The devil is a liar

Screwtape Letters cover
Devotees of the work of C. S. (“Jack”) Lewis who are unwise enough to speak or write of the devil (or engage in any way with him), might find passages from The Screwtape Letters coming hazily to mind. They might even blame the devil for the haze! Because, as the main character, Screwtape, says: “Do not be deceived … . Our cause is never more in danger than when a human, no longer desiring, but still intending, to do our Enemy’s [God’s] will, looks round upon a universe from which every trace of Him seems to have vanished, and asks why he has been forsaken, and still obeys.”

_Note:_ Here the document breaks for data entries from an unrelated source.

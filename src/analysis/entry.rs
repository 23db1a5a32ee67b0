//! Entry point recovery.
//!
//! Programs for this machine are almost always produced by a generator that first runs a
//! bootstrap (building up the code it needs through self-modification) and then jumps into a
//! loop that does the actual work. The *entry point* is the machine state right before the last
//! `Jmp` of the bootstrap, found as the last `Jmp` before the first I/O instruction.
//!
//! [`find_entry`] locates that state. [`optimize_entry`] later moves it to an earlier `Jmp` when
//! the program is already running code known from the recorded runs by then, which shortens the
//! part of the bootstrap the reconstruction has to reproduce.

use log::{debug, info};

use crate::{
    analysis::{AccessFacts, AccessFlags},
    vm::{
        execute, Channel, Interrupt, Opcode, OpcodeMask, Recording, StopCondition,
        StopReason, VmState,
    },
    Error, Result,
};

/// A machine state at which the recorded runs start.
#[derive(Debug, Clone, PartialEq, Eq)]
pub struct EntryPoint {
    /// The state right before the entry `Jmp`
    pub state: VmState,
    /// Number of steps from the loaded image to `state`
    pub steps: u64,
}

/// Locate the entry point: the last `Jmp` before the first `Out` or `In`.
///
/// The program runs silently from `initial` until it is about to perform I/O (or halts, faults,
/// hits `limit` steps or is interrupted); the step index of the last `Jmp` seen is the entry
/// step, and a fresh copy of `initial` is advanced to it. A program that never jumps has its
/// entry at step 0.
///
/// # Arguments
/// * `initial` - The freshly loaded state
/// * `limit` - Step bound of the scan, `0` for none
/// * `interrupt` - Cancels the scan; the last `Jmp` seen so far is used
///
/// # Errors
/// Returns [`crate::Error::EntryPointNotFound`] if the instruction at the computed entry is not
/// a `Jmp`.
pub fn find_entry(initial: &VmState, limit: u64, interrupt: &Interrupt) -> Result<EntryPoint> {
    let mut scan = initial.clone();
    let stop = StopCondition::before(OpcodeMask::OUTPUT | OpcodeMask::INPUT).with_max_steps(limit);
    let result = execute(
        &mut scan,
        &mut Channel::silent(),
        &stop,
        Recording::Off,
        interrupt,
    );
    debug!(
        "entry scan stopped after {} steps ({:?})",
        result.steps, result.stop
    );

    let steps = result.last_jump.unwrap_or(0);
    // bounded by the scan that just finished; nobody else holds this token
    let mut state = initial.clone();
    advance(&mut state, steps, Recording::Off, &Interrupt::new());

    if state.current_opcode() != Some(Opcode::Jump) {
        return Err(Error::EntryPointNotFound { steps });
    }

    info!("Entry point found at step {steps}");
    Ok(EntryPoint { state, steps })
}

/// Try to move the entry point to an earlier `Jmp`.
///
/// Only applies when the entry `Jmp` itself was executed by a recorded run, i.e. the bootstrap
/// jumps into code that the main loop uses as well. The bootstrap is then replayed from
/// `initial`, with the loaded image as the first candidate: as long as it runs known code (per
/// a snapshot of `facts`) the search continues, and every time it leaves known code the next
/// `Jmp` becomes the candidate. A candidate that carries the replay through known code all the
/// way to the old entry replaces it; the steps in between are recorded into `facts` and counted
/// in [`AccessFacts::max_steps_from_entry`].
///
/// Returns `true` if the entry point moved. An interrupt at any point leaves `entry` and `facts`
/// untouched and returns `false`.
pub fn optimize_entry(
    entry: &mut EntryPoint,
    facts: &mut AccessFacts,
    initial: &VmState,
    interrupt: &Interrupt,
) -> bool {
    if !facts.access(entry.state.c).contains(AccessFlags::EXECUTED) {
        return false;
    }

    let snapshot = facts.clone();
    let mut state = initial.clone();
    let target = entry.steps;
    let mut position = 0;
    // the loaded image itself is the first candidate
    let mut candidate = Some(0);

    loop {
        let remaining = target - position;
        if remaining == 0 {
            break;
        }

        let known = execute(
            &mut state,
            &mut Channel::silent(),
            &StopCondition::steps(remaining).stop_on_unknown_code(),
            Recording::Consult(&snapshot),
            interrupt,
        );
        if known.interrupted() {
            return false;
        }
        position += known.steps;
        if position >= target {
            break;
        }

        let next_jump = execute(
            &mut state,
            &mut Channel::silent(),
            &StopCondition::before(OpcodeMask::JUMP).with_max_steps(target - position),
            Recording::Off,
            interrupt,
        );
        if next_jump.interrupted() {
            return false;
        }
        position += next_jump.steps;
        if next_jump.stop != StopReason::Opcode(Opcode::Jump) {
            candidate = None;
            break;
        }
        candidate = Some(position);

        let jump = execute(
            &mut state,
            &mut Channel::silent(),
            &StopCondition::steps(1),
            Recording::Off,
            interrupt,
        );
        if jump.interrupted() {
            return false;
        }
        if jump.steps == 0 {
            candidate = None;
            break;
        }
        position += jump.steps;
    }

    let Some(candidate) = candidate.filter(|&candidate| candidate < target) else {
        return false;
    };

    let Some(new_entry) = replay(initial, candidate, interrupt) else {
        return false;
    };
    let mut updated = facts.clone();
    let mut state = new_entry.clone();
    if !advance(
        &mut state,
        target - candidate + 1,
        Recording::Record(&mut updated),
        interrupt,
    ) {
        return false;
    }
    updated.max_steps_from_entry += target - candidate;
    *facts = updated;

    info!("Earlier entry point found at step {candidate}");
    entry.state = new_entry;
    entry.steps = candidate;
    true
}

/// A copy of `initial` advanced by `steps` steps, or `None` if the replay was interrupted.
fn replay(initial: &VmState, steps: u64, interrupt: &Interrupt) -> Option<VmState> {
    let mut state = initial.clone();
    advance(&mut state, steps, Recording::Off, interrupt).then_some(state)
}

/// Run `state` for at most `steps` steps; `false` if the run was interrupted.
fn advance(
    state: &mut VmState,
    steps: u64,
    recording: Recording<'_>,
    interrupt: &Interrupt,
) -> bool {
    if steps == 0 {
        return true;
    }
    let run = execute(
        state,
        &mut Channel::silent(),
        &StopCondition::steps(steps),
        recording,
        interrupt,
    );
    !run.interrupted()
}
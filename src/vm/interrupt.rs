//! Cooperative cancellation of running traces.

use std::sync::{
    atomic::{AtomicBool, Ordering},
    Arc,
};

/// A cancellation token shared between the executing machine and whoever may ask it to stop
/// (typically a Ctrl+C handler).
///
/// [`crate::vm::execute`] polls the token once per step. A request is consumed by the run that
/// observes it, so the next run starts clean. Clones share the same flag.
///
/// ```rust
/// use malscope::vm::Interrupt;
///
/// let interrupt = Interrupt::new();
/// let handler = interrupt.clone();
/// handler.trigger();
///
/// assert!(interrupt.is_triggered());
/// assert!(interrupt.take());
/// assert!(!interrupt.take());
/// ```
#[derive(Debug, Clone, Default)]
pub struct Interrupt {
    requested: Arc<AtomicBool>,
}

impl Interrupt {
    /// Create a token with no pending request.
    #[must_use]
    pub fn new() -> Self {
        Interrupt::default()
    }

    /// Request an interrupt. Safe to call from a signal handler thread.
    pub fn trigger(&self) {
        self.requested.store(true, Ordering::SeqCst);
    }

    /// Consume a pending request, returning whether there was one.
    pub fn take(&self) -> bool {
        self.requested.swap(false, Ordering::SeqCst)
    }

    /// Discard any pending request.
    pub fn clear(&self) {
        self.requested.store(false, Ordering::SeqCst);
    }

    /// Returns `true` if a request is pending, without consuming it.
    #[must_use]
    pub fn is_triggered(&self) -> bool {
        self.requested.load(Ordering::SeqCst)
    }
}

But we only have to turn to the Preface of The Screwtape Letters, written at Magdalen College, Oxford, in 1941, to get our bearings. There, the voice of C.S. Lewis is unmistakable: “There are two equal and opposite errors into which our race can fall about the devils. One is to disbelieve in their existence. The other is to believe, and to feel an excessive and unhealthy interest in them. They themselves are equally pleased by both errors and hail a materialist or a magician with the same delight.” To which Lewis adds: “Readers are advised to remember that the devil is a liar.”

And there’s no mistaking Lewis’s probable Bible source for that: “For he is a liar, and the father of it” (John 8:44). Or as Mary Baker Eddy put it: “Mortal belief is a liar from the beginning, not deserving power” (Science and Health with Key to the Scriptures, p. 296).